Modern businesses are encountering some very unique challenges in the new normal. Now that companies are operating on a remote work model or a hybrid one, ensuring trust, accountability, and effective collaboration can be a demanding task. 

Fortunately, CRM software can help mitigate some of these issues through effective reporting, project and customer monitoring, data storage and communication logs, and more. Everything you feed into your CRM system is stored and your employees can access crucial data easily.

When it comes to ensuring accountability, which is an important part of workplace culture and overall happiness, a CRM can help you keep eveyrthign logged and all information stored safely on the platform. This means that everyone, including the upper management, will always have a way to resolve workplace misunderstandings or disputes by having access to a clear communication track record.

CRM can also help build trust between teams through better collaboration and accountability, as it allows individual team members to stay on top of all projects and tasks, monitor customer-specific tasks and objectives, and more. This kind of collaboration reduces stress and most importantly, it helps defeat department silos in remote teams.

crm to improve, not replace strategic collaboration

Even though you can use your CRM to automate many processes and make collaboration easier, that doesn’t mean that it should replace your one-on-one interactions or strategic sessions with your teams. CRM is great for automating repetitive processes and for facilitating seamless collaboration between teams in the digital realm, but when it comes to strategy, planning, and decision-making, you need to combine it with the tried-and-tested methods.

So, be smart with how you implement and use your CRM. Remember that a CRM, like many other tools, is there to help you lead a more efficient and effective workforce – not to replace you, your team leads, or automate vital processes and interactions.

With that in mind, you can use your CRM to reduce the number of meetings on a daily basis, structure and relay important information across teams, and boost collaboration across the board. This will allow you to allocate resources towards:

  • Better daily planning and workflow management
  • More productive meetings
  • Strategic sessions
  • Better decision-making
  • Relevant group and one-on-one interactions with your teams

crm to boost organisational communication

Tying directly into the story of collaboration and department silos is the fact that CRM helps teams communicate more efficiently both internally and externally.
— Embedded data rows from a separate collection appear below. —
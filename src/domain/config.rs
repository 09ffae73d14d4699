use std::path::Path;

use serde::{Deserialize, Serialize};

use super::{corpus::ChapterMatch, weighted::WeightedCategories};

/// Configuration for a data root.
///
/// Holds the languages that may be loaded, the default among them, how
/// chapter numbers are matched and the hymnal category weights.
#[derive(Debug, Clone, PartialEq, Serialize, Deserialize)]
#[serde(from = "Versions", into = "Versions")]
pub struct Config {
    /// The language read when none is given.
    default_language: String,

    /// The languages a corpus may be loaded for.
    ///
    /// A request for any other language is rejected before touching the
    /// filesystem.
    languages: Vec<String>,

    /// How positional reads match chapter numbers.
    pub chapter_matching: ChapterMatch,

    /// Hymnal categories and their weights for random selection, in order.
    hymnal_categories: WeightedCategories,
}

impl Default for Config {
    fn default() -> Self {
        Self {
            default_language: default_language(),
            languages: default_languages(),
            chapter_matching: ChapterMatch::default(),
            hymnal_categories: default_hymnal_categories(),
        }
    }
}

impl Config {
    /// Loads the configuration from a TOML file at the given path.
    ///
    /// # Errors
    ///
    /// Returns an error if the file cannot be read or if the TOML content is
    /// invalid.
    pub fn load(path: &Path) -> Result<Self, String> {
        let content = std::fs::read_to_string(path)
            .map_err(|e| format!("Failed to read config file: {e}"))?;
        toml::from_str(&content).map_err(|e| format!("Failed to parse config file: {e}"))
    }

    /// Saves the configuration to a TOML file at the given path.
    ///
    /// # Errors
    ///
    /// Returns an error if the configuration cannot be serialized to TOML or if
    /// the file cannot be written.
    pub fn save(&self, path: &Path) -> Result<(), String> {
        let content =
            toml::to_string_pretty(self).map_err(|e| format!("Failed to serialize config: {e}"))?;
        std::fs::write(path, content).map_err(|e| format!("Failed to write config file: {e}"))
    }

    /// The default language code.
    #[must_use]
    pub fn default_language(&self) -> &str {
        &self.default_language
    }

    /// The supported language codes.
    #[must_use]
    pub fn languages(&self) -> &[String] {
        &self.languages
    }

    /// Checks if a language may be loaded. Codes are compared ignoring case.
    #[must_use]
    pub fn is_language_supported(&self, language: &str) -> bool {
        self.languages
            .iter()
            .any(|l| l.eq_ignore_ascii_case(language))
    }

    /// The hymnal category weight table.
    #[must_use]
    pub const fn hymnal_categories(&self) -> &WeightedCategories {
        &self.hymnal_categories
    }

    /// Adds a hymnal category with the given weight.
    ///
    /// Returns `false` if the category was already configured.
    pub fn add_hymnal_category(&mut self, name: impl Into<String>, weight: f64) -> bool {
        self.hymnal_categories.add(name, weight)
    }
}

fn default_language() -> String {
    "mg".to_string()
}

fn default_languages() -> Vec<String> {
    ["mg", "fr", "en"].map(String::from).to_vec()
}

fn default_hymnal_categories() -> WeightedCategories {
    [("ff", 0.3), ("FFPM", 0.6), ("antema", 0.08), ("tsanta", 0.02)]
        .into_iter()
        .map(|(name, weight)| (name.to_string(), weight))
        .collect()
}

/// The serialized versions of the configuration.
/// This allows for future changes to the configuration format and to the domain
/// type without breaking compatibility.
#[derive(Debug, Serialize, Deserialize)]
#[serde(tag = "_version")]
enum Versions {
    #[serde(rename = "1")]
    V1 {
        #[serde(default = "default_language")]
        default_language: String,

        #[serde(default = "default_languages")]
        languages: Vec<String>,

        #[serde(default)]
        chapter_matching: ChapterMatch,

        /// Ordered; a draw walks the cumulative weights in this order.
        #[serde(default = "default_hymnal_categories")]
        hymnal_categories: WeightedCategories,
    },
}

impl From<Versions> for Config {
    fn from(versions: Versions) -> Self {
        match versions {
            Versions::V1 {
                default_language,
                languages,
                chapter_matching,
                hymnal_categories,
            } => Self {
                default_language,
                languages,
                chapter_matching,
                hymnal_categories,
            },
        }
    }
}

impl From<Config> for Versions {
    fn from(config: Config) -> Self {
        Self::V1 {
            default_language: config.default_language,
            languages: config.languages,
            chapter_matching: config.chapter_matching,
            hymnal_categories: config.hymnal_categories,
        }
    }
}

#[cfg(test)]
mod tests {
    use std::io::Write;

    use super::*;

    #[test]
    fn load_reads_valid_file() {
        let mut file = tempfile::NamedTempFile::new().unwrap();
        file.write_all(
            br#"_version = "1"
default_language = "fr"
languages = ["fr", "en"]
chapter_matching = "exact"

[[hymnal_categories]]
name = "ff"
weight = 1.0

[[hymnal_categories]]
name = "tsanta"
weight = 3.0
"#,
        )
        .unwrap();

        let config = Config::load(file.path()).unwrap();

        assert_eq!(config.default_language(), "fr");
        assert_eq!(config.languages(), &["fr".to_string(), "en".to_string()]);
        assert_eq!(config.chapter_matching, ChapterMatch::Exact);
        assert_eq!(config.hymnal_categories().len(), 2);
        assert_eq!(config.hymnal_categories().category_at(1.5), Some("tsanta"));
    }

    #[test]
    fn load_missing_file_returns_error() {
        let tmp = tempfile::tempdir().unwrap();
        let missing = tmp.path().join("missing.toml");

        let error = Config::load(&missing).unwrap_err();
        assert!(error.starts_with("Failed to read config file:"));
    }

    #[test]
    fn load_invalid_toml_returns_error() {
        let mut file = tempfile::NamedTempFile::new().unwrap();
        file.write_all(b"_version = \"1\"\nchapter_matching = \"closest\"\n")
            .unwrap();

        let error = Config::load(file.path()).unwrap_err();
        assert!(error.starts_with("Failed to parse config file:"));
    }

    #[test]
    fn empty_file_returns_default() {
        let expected = Config::default();
        let actual: Config = toml::from_str(r#"_version = "1""#).unwrap();
        assert_eq!(actual, expected);
    }

    #[test]
    fn save_then_load_round_trips() {
        let tmp = tempfile::tempdir().unwrap();
        let path = tmp.path().join("lectern.toml");

        let mut config = Config::default();
        config.chapter_matching = ChapterMatch::Exact;
        assert!(config.add_hymnal_category("fihirana", 0.5));
        config.save(&path).unwrap();

        assert_eq!(Config::load(&path).unwrap(), config);
    }

    #[test]
    fn defaults_match_the_shipped_hymnal() {
        let config = Config::default();
        let names: Vec<&str> = config
            .hymnal_categories()
            .iter()
            .map(|c| c.name.as_str())
            .collect();
        assert_eq!(names, vec!["ff", "FFPM", "antema", "tsanta"]);
        assert!(config.is_language_supported("MG"));
        assert!(!config.is_language_supported("de"));
    }
}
CRM tools usually have internal communication software that allows teams to communicate in real time, but also to communicate directly on tasks and projects by attaching notes and messages.

Complemented by a good communication hierarchy, in which everyone knows how to use the right communication lanes, a CRM tool can eliminate communication bottlenecks and keep all projects and tasks moving forward. Externally, on the other hand, CRM allows you to maintain efficient and effective communication with your customers. 

This helps your sales, marketing, and support staff to stay on top of their leads, close deals faser, and open new cross-sell and upsell opportunities.

Over to you

Businesses primarily use CRM software to boost customer acquisition and retention, and while that is its main purpose, it’s important that we recognise the benefits it can bring to your employees. When used right, good CRM software can boost everything from your internal communication and collaboration to your company’s culture and beyond.

Make sure to start using CRM for more than just sales and marketing, and leverage the technology to build engaged and productive teams in 2022 and beyond. 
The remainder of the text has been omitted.